(Instructions for the task): The required answer is every line of the data containing the word "DiscoveryScanner".

[Record excerpts]

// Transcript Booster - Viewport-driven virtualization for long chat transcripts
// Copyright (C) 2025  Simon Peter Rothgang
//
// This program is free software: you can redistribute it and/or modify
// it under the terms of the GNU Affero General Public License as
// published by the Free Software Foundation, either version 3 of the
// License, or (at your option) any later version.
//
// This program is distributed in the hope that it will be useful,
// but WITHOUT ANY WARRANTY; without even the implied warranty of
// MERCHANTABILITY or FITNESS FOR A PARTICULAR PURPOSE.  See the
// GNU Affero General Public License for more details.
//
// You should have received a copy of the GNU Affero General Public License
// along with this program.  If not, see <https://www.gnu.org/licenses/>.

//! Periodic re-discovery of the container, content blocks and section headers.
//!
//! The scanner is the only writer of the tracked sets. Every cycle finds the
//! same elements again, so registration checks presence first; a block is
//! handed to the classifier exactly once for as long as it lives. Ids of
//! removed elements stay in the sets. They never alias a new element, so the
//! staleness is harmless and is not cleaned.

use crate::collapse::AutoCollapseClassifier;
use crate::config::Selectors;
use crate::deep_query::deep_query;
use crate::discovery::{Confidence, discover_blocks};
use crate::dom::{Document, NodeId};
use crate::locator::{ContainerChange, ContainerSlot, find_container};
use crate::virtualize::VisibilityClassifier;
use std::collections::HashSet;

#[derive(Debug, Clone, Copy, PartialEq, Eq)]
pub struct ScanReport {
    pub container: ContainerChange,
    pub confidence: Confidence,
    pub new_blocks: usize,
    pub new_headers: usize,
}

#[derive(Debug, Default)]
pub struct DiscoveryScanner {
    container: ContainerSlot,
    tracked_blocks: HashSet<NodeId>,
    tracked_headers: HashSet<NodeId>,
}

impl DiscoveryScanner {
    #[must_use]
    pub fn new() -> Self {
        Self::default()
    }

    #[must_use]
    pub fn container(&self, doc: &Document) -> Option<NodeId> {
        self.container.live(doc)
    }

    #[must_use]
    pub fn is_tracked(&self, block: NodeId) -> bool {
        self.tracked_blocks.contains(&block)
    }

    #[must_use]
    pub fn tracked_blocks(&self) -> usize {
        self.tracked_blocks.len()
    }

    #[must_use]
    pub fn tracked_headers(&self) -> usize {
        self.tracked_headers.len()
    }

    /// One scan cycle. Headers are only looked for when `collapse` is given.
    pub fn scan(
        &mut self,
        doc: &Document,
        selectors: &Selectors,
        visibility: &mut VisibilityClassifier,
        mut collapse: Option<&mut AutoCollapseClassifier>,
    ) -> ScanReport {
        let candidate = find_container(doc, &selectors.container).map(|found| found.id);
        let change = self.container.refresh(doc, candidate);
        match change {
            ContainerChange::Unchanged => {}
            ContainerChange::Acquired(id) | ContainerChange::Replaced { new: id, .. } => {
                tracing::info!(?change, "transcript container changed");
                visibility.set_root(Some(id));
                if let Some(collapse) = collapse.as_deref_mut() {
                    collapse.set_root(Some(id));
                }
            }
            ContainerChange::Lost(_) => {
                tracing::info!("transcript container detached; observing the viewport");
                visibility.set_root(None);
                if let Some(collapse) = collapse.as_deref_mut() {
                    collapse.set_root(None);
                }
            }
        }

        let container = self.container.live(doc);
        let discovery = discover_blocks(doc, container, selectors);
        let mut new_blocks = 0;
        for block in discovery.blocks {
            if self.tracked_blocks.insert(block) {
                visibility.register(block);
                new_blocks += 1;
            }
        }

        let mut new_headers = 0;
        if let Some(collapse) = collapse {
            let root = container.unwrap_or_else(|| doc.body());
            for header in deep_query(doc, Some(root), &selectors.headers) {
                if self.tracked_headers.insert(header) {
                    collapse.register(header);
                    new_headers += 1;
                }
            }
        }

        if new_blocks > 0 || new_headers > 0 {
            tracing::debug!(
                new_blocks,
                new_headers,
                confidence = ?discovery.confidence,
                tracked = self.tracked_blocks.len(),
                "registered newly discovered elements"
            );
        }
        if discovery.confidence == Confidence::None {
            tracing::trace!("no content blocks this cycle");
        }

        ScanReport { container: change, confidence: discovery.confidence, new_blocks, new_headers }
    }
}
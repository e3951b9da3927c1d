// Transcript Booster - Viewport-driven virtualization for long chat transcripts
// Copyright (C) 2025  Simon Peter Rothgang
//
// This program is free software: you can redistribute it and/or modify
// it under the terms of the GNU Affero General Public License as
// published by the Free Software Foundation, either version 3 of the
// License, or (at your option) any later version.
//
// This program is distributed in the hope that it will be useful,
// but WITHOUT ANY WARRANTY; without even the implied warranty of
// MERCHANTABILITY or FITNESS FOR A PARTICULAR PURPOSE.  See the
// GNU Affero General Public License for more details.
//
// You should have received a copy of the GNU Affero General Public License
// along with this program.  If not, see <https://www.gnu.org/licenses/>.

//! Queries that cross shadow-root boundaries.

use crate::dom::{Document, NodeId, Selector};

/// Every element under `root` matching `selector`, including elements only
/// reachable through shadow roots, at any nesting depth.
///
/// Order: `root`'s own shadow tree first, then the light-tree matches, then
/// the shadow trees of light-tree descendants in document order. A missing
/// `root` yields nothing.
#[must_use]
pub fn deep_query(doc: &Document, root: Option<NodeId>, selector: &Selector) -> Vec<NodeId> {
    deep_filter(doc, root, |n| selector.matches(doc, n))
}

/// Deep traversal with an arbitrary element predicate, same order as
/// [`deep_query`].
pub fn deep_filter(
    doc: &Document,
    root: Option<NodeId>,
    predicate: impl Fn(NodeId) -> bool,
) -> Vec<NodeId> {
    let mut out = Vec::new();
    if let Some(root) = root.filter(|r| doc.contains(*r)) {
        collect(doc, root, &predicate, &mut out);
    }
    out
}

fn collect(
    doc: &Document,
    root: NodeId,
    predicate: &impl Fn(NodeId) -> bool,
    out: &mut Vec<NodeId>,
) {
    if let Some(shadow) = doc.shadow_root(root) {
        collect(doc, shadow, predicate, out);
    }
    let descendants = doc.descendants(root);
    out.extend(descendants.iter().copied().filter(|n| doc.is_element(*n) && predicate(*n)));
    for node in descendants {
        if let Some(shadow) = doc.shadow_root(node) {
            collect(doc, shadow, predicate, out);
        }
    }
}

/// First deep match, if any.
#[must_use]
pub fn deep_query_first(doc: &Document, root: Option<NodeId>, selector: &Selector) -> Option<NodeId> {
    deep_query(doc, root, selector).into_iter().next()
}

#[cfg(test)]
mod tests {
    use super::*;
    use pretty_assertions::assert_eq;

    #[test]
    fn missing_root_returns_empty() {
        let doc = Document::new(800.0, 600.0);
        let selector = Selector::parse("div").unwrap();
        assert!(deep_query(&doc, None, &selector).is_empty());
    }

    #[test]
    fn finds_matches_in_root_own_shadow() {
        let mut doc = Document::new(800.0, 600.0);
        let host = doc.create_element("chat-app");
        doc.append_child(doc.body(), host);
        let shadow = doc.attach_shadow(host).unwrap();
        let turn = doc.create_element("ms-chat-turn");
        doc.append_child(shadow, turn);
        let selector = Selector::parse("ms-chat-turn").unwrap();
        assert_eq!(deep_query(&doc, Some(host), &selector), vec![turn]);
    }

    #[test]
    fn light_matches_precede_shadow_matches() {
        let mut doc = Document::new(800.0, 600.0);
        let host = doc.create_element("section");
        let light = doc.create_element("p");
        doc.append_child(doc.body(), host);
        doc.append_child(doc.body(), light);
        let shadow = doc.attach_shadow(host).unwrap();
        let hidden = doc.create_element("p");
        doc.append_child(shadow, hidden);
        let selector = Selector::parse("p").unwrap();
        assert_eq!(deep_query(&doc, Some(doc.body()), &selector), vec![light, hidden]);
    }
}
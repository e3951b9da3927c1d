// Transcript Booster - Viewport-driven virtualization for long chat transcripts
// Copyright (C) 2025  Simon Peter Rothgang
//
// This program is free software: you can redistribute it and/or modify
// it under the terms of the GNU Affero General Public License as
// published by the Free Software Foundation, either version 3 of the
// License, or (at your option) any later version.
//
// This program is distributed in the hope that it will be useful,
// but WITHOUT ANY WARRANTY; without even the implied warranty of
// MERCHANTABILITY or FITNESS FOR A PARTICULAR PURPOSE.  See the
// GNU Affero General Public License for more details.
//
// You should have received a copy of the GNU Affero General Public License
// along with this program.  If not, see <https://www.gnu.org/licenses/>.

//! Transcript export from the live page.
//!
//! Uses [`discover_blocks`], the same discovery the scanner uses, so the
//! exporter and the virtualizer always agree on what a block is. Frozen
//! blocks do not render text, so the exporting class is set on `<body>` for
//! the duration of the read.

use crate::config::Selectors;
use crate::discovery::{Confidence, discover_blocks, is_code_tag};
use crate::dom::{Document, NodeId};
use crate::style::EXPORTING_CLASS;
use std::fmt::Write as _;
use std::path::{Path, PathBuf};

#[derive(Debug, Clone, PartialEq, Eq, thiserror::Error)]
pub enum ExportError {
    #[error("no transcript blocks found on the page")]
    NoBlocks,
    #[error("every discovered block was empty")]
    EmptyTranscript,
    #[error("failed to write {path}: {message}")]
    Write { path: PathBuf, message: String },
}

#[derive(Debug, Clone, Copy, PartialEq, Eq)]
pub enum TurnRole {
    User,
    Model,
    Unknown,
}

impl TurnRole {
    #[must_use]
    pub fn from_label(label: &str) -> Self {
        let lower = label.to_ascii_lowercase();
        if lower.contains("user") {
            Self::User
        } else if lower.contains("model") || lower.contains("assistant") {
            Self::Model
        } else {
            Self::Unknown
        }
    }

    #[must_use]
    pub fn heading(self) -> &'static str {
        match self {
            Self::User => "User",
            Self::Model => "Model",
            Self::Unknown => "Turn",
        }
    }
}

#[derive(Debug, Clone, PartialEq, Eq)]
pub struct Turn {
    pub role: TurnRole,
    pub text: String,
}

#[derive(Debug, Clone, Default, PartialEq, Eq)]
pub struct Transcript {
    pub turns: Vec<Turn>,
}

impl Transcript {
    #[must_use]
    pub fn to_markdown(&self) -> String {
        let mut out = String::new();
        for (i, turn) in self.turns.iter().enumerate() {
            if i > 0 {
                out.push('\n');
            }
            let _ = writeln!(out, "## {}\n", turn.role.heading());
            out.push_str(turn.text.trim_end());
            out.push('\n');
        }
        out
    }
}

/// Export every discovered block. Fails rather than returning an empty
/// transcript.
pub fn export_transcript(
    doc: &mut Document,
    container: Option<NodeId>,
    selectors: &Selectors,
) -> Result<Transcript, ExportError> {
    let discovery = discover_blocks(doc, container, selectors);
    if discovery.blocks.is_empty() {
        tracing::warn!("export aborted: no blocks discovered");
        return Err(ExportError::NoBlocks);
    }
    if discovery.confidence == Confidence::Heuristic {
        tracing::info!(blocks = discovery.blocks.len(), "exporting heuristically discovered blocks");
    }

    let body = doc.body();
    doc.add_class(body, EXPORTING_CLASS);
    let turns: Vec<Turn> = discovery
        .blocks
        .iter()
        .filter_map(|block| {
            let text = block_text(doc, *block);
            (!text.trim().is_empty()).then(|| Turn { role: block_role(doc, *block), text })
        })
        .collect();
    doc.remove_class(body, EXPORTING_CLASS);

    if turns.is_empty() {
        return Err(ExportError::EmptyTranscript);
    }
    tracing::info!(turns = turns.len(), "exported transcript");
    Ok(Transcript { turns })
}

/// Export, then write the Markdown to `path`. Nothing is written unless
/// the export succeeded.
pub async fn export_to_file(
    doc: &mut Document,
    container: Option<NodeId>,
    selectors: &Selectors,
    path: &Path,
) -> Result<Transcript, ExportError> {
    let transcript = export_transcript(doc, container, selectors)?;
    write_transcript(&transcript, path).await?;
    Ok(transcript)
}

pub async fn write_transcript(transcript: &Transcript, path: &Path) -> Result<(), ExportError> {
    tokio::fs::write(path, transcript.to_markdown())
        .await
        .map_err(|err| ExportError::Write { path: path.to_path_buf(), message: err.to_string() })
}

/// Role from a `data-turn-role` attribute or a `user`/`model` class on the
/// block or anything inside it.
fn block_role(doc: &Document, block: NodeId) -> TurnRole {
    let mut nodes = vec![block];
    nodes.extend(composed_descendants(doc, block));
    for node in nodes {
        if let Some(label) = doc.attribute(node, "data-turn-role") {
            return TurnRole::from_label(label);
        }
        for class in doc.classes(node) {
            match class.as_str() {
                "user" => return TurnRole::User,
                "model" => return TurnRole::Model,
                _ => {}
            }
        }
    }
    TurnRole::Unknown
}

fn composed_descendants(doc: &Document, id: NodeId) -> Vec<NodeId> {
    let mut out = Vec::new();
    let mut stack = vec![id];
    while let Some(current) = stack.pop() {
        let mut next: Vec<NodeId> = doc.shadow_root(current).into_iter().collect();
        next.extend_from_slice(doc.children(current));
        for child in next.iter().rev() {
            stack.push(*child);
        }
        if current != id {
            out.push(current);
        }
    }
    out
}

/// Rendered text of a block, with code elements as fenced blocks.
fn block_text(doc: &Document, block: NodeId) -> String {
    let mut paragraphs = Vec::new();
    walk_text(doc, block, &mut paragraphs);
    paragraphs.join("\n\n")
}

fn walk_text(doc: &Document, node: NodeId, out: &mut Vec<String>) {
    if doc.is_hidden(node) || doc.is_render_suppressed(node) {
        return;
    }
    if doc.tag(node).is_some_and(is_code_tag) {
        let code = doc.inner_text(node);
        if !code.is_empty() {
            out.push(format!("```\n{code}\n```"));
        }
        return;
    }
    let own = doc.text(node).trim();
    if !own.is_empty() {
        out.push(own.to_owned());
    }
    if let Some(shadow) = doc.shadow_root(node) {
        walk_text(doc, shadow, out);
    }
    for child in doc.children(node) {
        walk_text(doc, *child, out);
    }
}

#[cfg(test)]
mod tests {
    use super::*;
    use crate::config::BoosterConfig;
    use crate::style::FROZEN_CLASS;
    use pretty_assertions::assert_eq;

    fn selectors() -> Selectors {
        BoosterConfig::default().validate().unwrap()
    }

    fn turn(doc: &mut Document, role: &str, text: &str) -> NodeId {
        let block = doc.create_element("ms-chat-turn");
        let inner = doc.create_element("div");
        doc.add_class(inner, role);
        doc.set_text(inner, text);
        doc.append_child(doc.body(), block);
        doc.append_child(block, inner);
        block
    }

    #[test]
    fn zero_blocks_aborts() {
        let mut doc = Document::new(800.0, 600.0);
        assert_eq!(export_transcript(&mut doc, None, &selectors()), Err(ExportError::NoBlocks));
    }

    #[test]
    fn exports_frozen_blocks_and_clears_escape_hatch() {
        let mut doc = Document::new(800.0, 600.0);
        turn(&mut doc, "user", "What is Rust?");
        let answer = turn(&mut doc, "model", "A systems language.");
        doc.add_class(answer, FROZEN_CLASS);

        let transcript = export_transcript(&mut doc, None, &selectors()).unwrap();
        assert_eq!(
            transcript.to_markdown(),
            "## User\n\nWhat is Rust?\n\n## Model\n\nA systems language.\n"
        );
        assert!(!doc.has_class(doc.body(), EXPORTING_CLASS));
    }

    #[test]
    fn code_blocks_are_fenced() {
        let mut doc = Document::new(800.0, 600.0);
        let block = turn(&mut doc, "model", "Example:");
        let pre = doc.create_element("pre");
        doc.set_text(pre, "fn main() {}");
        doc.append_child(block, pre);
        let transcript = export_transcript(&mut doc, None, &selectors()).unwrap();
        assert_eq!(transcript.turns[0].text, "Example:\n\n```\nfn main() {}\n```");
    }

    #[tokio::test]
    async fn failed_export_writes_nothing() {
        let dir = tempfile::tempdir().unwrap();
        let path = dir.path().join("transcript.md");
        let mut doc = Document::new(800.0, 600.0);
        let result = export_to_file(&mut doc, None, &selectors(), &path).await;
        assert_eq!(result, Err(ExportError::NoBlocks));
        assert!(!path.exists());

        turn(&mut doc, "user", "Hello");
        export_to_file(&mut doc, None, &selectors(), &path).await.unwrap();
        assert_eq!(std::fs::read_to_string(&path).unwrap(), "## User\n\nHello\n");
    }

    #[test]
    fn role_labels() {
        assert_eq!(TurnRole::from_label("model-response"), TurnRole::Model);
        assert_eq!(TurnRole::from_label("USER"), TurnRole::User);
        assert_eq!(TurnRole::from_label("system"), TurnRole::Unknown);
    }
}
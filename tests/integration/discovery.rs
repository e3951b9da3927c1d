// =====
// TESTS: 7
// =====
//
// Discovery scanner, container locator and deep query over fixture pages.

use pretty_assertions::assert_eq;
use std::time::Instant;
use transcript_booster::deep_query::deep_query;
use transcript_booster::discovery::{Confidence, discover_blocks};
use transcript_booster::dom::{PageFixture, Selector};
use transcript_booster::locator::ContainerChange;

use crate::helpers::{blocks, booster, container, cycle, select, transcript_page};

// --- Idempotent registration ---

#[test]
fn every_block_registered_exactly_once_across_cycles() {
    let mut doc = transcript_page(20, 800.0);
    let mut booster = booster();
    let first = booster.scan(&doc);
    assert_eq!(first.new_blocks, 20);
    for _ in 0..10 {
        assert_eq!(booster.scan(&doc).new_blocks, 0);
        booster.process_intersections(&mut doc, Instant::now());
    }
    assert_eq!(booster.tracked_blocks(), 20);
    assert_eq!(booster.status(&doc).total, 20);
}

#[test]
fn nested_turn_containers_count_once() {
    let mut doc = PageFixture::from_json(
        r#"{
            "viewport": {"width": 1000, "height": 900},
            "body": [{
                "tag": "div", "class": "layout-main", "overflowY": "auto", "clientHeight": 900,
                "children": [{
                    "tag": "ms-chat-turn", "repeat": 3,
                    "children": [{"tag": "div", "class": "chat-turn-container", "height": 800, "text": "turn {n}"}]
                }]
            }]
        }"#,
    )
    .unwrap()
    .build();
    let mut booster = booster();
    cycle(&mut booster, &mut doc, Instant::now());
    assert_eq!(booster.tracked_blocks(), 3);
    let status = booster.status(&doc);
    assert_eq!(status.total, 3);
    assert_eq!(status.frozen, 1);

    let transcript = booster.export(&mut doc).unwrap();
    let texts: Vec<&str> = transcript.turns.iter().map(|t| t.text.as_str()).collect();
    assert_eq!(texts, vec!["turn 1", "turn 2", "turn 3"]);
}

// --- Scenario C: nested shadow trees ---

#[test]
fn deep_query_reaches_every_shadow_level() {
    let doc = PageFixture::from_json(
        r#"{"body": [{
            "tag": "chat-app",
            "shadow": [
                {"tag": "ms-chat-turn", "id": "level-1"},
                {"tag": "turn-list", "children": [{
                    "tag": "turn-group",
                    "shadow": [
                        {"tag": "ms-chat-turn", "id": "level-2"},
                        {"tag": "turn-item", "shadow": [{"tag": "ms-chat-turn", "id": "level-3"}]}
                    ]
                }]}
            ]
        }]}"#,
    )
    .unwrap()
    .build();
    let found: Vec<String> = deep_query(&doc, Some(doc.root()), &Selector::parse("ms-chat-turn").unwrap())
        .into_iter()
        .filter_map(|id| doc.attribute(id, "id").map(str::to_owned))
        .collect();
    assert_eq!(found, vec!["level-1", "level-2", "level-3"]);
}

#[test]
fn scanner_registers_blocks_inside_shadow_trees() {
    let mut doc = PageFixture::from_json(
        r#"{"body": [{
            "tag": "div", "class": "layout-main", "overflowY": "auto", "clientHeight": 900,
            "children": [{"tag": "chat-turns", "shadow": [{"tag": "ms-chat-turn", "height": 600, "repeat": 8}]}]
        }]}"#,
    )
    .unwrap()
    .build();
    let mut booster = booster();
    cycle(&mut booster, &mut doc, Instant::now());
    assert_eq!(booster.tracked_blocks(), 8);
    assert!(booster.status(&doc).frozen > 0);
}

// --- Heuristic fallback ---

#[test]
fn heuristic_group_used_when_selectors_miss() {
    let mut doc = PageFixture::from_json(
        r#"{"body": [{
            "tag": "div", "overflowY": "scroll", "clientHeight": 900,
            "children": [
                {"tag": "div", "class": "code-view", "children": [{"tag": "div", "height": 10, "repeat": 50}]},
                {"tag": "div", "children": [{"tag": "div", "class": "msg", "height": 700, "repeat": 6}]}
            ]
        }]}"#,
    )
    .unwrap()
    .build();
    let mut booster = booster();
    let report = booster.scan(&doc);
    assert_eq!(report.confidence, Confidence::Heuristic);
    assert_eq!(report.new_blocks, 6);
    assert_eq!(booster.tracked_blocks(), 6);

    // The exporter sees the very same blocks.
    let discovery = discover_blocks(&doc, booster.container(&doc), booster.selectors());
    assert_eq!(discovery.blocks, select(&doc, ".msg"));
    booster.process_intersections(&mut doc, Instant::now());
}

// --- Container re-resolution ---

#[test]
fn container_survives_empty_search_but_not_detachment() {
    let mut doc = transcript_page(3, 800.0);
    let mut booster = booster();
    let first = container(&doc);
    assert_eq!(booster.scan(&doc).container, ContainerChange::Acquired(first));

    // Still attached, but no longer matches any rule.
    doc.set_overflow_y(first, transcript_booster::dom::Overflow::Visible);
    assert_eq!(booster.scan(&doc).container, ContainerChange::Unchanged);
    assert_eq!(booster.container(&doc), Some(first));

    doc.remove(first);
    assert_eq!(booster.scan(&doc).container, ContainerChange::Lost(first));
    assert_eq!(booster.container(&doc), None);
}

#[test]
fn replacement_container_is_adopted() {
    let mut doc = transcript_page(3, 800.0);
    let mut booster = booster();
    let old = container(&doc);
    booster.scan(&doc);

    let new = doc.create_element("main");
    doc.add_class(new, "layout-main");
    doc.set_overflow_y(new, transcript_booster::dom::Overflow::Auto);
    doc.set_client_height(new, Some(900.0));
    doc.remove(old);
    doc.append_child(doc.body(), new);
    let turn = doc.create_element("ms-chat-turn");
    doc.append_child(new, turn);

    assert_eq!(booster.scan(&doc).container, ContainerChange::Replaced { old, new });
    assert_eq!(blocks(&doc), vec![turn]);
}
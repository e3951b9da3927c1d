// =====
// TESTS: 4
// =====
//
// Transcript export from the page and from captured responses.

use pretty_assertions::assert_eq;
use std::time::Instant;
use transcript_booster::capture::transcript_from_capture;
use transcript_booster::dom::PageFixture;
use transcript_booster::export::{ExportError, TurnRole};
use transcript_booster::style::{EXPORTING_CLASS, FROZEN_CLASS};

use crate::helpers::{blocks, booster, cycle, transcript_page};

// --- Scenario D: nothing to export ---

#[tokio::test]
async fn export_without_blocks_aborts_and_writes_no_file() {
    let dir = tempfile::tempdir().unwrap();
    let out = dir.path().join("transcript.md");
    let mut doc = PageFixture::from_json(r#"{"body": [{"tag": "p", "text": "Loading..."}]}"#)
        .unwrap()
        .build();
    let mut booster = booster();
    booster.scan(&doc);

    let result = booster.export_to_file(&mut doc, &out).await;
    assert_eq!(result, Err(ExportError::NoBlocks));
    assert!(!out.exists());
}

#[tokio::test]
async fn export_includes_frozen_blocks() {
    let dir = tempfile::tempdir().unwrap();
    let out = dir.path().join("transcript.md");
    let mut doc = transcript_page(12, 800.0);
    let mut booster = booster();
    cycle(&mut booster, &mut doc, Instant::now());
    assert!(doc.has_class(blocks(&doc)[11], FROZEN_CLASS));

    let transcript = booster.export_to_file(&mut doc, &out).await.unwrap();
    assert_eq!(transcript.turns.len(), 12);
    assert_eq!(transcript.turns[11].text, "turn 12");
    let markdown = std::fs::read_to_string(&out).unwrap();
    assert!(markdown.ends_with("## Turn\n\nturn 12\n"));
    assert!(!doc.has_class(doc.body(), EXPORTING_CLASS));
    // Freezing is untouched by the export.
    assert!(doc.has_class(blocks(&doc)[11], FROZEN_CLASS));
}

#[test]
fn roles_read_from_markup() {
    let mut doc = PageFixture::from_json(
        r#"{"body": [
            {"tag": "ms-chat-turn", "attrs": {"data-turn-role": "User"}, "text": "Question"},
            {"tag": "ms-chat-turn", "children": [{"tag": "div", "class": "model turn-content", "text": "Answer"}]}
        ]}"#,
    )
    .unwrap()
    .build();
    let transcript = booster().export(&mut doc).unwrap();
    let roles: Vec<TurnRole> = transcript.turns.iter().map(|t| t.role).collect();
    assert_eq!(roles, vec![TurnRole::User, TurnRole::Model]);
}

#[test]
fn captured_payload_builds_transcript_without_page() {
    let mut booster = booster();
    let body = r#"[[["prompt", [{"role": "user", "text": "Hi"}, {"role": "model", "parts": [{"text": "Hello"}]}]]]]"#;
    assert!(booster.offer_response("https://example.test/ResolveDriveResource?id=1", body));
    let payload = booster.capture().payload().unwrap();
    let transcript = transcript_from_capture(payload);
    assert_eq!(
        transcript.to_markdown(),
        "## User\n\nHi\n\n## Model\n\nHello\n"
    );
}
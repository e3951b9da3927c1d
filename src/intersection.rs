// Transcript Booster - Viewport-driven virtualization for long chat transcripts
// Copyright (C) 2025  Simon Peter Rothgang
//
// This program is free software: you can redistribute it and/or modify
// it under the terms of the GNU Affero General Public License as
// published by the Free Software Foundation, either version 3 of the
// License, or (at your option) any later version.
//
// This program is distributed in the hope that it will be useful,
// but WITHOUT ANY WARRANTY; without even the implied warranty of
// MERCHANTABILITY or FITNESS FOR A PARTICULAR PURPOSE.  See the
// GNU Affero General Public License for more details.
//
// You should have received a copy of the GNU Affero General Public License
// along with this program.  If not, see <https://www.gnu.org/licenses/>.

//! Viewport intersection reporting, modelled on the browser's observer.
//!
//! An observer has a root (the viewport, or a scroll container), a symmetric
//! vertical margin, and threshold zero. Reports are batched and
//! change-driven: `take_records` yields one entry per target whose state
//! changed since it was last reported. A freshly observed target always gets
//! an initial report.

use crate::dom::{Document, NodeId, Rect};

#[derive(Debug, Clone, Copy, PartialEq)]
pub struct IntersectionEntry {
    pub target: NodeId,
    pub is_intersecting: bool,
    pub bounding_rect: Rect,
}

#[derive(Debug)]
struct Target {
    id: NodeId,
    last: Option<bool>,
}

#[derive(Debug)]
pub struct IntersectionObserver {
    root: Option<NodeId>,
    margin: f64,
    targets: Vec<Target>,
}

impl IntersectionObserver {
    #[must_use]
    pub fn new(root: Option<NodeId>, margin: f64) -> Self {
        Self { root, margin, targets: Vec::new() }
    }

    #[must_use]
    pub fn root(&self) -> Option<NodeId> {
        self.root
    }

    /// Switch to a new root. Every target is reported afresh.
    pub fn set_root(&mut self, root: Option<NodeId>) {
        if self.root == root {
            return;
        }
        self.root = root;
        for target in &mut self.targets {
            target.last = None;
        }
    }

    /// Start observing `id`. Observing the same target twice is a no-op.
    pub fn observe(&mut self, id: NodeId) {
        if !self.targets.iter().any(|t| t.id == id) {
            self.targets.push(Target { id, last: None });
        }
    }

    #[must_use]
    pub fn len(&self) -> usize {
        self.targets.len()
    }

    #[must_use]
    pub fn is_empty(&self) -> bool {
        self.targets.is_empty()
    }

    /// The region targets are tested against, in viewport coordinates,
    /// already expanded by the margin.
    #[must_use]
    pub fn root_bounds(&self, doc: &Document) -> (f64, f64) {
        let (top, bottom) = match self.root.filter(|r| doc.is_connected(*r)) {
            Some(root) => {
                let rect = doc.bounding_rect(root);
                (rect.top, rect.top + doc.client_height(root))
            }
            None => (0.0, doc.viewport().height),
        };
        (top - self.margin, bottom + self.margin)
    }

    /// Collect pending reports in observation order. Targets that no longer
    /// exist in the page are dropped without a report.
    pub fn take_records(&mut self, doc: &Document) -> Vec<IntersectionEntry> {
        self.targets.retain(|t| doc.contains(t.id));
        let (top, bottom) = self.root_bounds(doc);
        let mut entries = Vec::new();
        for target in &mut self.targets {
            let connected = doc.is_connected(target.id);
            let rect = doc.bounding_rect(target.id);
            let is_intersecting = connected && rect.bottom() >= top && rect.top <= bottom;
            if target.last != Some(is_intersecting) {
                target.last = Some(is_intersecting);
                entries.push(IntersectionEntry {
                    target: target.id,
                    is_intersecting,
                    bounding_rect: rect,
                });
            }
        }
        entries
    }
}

[/Record excerpts]

(Output of the exercise):
pub struct DiscoveryScanner {
impl DiscoveryScanner {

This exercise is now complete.